Write out, without any change, the lines in the material below that run from the line with "line(s) read from" through the line with "the standard input.", both included.

(Records supplied begins)

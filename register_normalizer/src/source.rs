use log::{info, warn};
use std::path::Path;

use crate::config::*;

/// An engine that turns a document into text: a PDF text layer reader or an OCR tool.
///
/// Implementations live outside of this crate. The availability probe is checked
/// before any extraction, so that a missing engine is reported as such and not as
/// an empty document.
pub trait TextSource {
    /// A short name for error messages, for instance "pdftotext".
    fn capability(&self) -> String;

    fn is_available(&self) -> bool;

    fn extract_text(&self, path: &Path) -> TextExtraction;
}

/// Splits the output of an engine into lines. Only whitespace means an empty document.
pub fn split_text_lines(text: &str) -> TextExtraction {
    if text.trim().is_empty() {
        return TextExtraction::Empty;
    }
    TextExtraction::Lines(text.lines().map(|l| l.to_string()).collect())
}

/// Runs a text source on a document and wraps the result as the input of a conversion.
pub fn read_text_input<S: TextSource + ?Sized>(
    source: &S,
    path: &Path,
    kind: SourceKind,
) -> RegisterInput {
    let extraction = if source.is_available() {
        info!(
            "read_text_input: extracting {:?} with {}",
            path,
            source.capability()
        );
        source.extract_text(path)
    } else {
        warn!("read_text_input: {} is not available", source.capability());
        TextExtraction::Unavailable {
            capability: source.capability(),
        }
    };
    match kind {
        SourceKind::Ocr => RegisterInput::Ocr(extraction),
        _ => RegisterInput::DocumentText(extraction),
    }
}
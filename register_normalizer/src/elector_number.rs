use once_cell::sync::Lazy;
use regex::Regex;

use crate::config::*;

static LEADING_TOKEN: Lazy<Regex> =
    Lazy::new(|| Regex::new(r"^\w+").expect("valid leading token regex"));

/// An assembled elector number and the polling district it belongs to.
#[derive(Eq, PartialEq, Debug, Clone, Default)]
pub struct ElectorNumber {
    pub number: String,
    pub polling_district: String,
}

/// The polling district embedded in a combined elector number: its leading word.
pub fn leading_district(elector_number: &str) -> String {
    LEADING_TOKEN
        .find(elector_number)
        .map(|m| m.as_str().to_string())
        .unwrap_or_default()
}

/// Joins the three parts of an elector number. All parts are expected to be non-empty.
pub fn join_parts(
    prefix: &str,
    number: &str,
    suffix: &str,
    format: ElectorNumberFormat,
) -> String {
    match format {
        ElectorNumberFormat::CollapseRepeatedPrefix if prefix == number => {
            format!("{}.{}", prefix, suffix)
        }
        _ => format!("{}.{}.{}", prefix, number, suffix),
    }
}

/// The roles that prevent an elector number from being assembled.
///
/// Empty when either the combined column or all three parts are bound.
pub fn missing_elector_number_roles(role_map: &FieldRoleMap) -> Vec<FieldRole> {
    let parts = [
        FieldRole::PrefixPart,
        FieldRole::NumberPart,
        FieldRole::SuffixPart,
    ];
    if role_map.is_bound(FieldRole::FullElectorNumber) || role_map.missing(&parts).is_empty() {
        return vec![];
    }
    let mut missing = vec![FieldRole::FullElectorNumber];
    missing.extend(role_map.missing(&parts));
    missing
}

fn trimmed<'a>(
    role_map: &FieldRoleMap,
    record: &RawRecord<'a>,
    role: FieldRole,
) -> Option<&'a str> {
    role_map
        .get(role)
        .and_then(|f| record.get(f))
        .map(|s| s.trim())
}

/// Builds the elector number of a record.
///
/// A non-empty combined number is taken as is. Otherwise the prefix, number and
/// suffix are joined with dots; if one of them is empty the number is left empty,
/// but the prefix still gives the polling district.
pub fn assemble_elector_number(
    role_map: &FieldRoleMap,
    record: &RawRecord,
    format: ElectorNumberFormat,
) -> Result<ElectorNumber, NormalizeError> {
    if let Some(full) = trimmed(role_map, record, FieldRole::FullElectorNumber) {
        if !full.is_empty() {
            return Ok(ElectorNumber {
                number: full.to_string(),
                polling_district: leading_district(full),
            });
        }
    }

    let missing = missing_elector_number_roles(role_map);
    let all_parts_bound = role_map.is_bound(FieldRole::PrefixPart)
        && role_map.is_bound(FieldRole::NumberPart)
        && role_map.is_bound(FieldRole::SuffixPart);

    if all_parts_bound {
        let prefix = trimmed(role_map, record, FieldRole::PrefixPart).unwrap_or("");
        let number = trimmed(role_map, record, FieldRole::NumberPart).unwrap_or("");
        let suffix = trimmed(role_map, record, FieldRole::SuffixPart).unwrap_or("");
        let assembled = if prefix.is_empty() || number.is_empty() || suffix.is_empty() {
            String::new()
        } else {
            join_parts(prefix, number, suffix, format)
        };
        Ok(ElectorNumber {
            number: assembled,
            polling_district: prefix.to_string(),
        })
    } else if missing.is_empty() {
        // The combined column exists but is empty for this record.
        Ok(ElectorNumber::default())
    } else {
        Err(NormalizeError::MissingFields { roles: missing })
    }
}
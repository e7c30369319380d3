use log::{debug, info};
use snafu::prelude::*;
use std::fs;
use std::io::Read;

use register_normalizer::{split_text_lines, RegisterInput, TextExtraction};

use crate::regprep::*;

fn read_lossy(path: &str) -> BRegResult<String> {
    let bytes = fs::read(path).context(OpeningInputSnafu { path })?;
    Ok(String::from_utf8_lossy(&bytes).into_owned())
}

/// Reads text that was already extracted from a register document.
pub fn read_text_file(path: &str) -> BRegResult<RegisterInput> {
    let text = read_lossy(path)?;
    let extraction = split_text_lines(&text);
    if let TextExtraction::Lines(lines) = &extraction {
        info!("read_text_file: {} line(s) read from {}", lines.len(), path);
    }
    Ok(RegisterInput::DocumentText(extraction))
}

/// The text of a pasted table: from a file, or from the standard input.
pub fn read_pasted_text(path_o: Option<&str>) -> BRegResult<String> {
    match path_o {
        Some(path) => read_lossy(path),
        None => {
            debug!("read_pasted_text: reading the standard input");
            let mut bytes: Vec<u8> = Vec::new();
            std::io::stdin()
                .read_to_end(&mut bytes)
                .context(OpeningInputSnafu { path: "stdin" })?;
            Ok(String::from_utf8_lossy(&bytes).into_owned())
        }
    }
}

(Records supplied ends)

Output for this exercise =>
        info!("read_text_file: {} line(s) read from {}", lines.len(), path);
    }
    Ok(RegisterInput::DocumentText(extraction))
}

/// The text of a pasted table: from a file, or from the standard input.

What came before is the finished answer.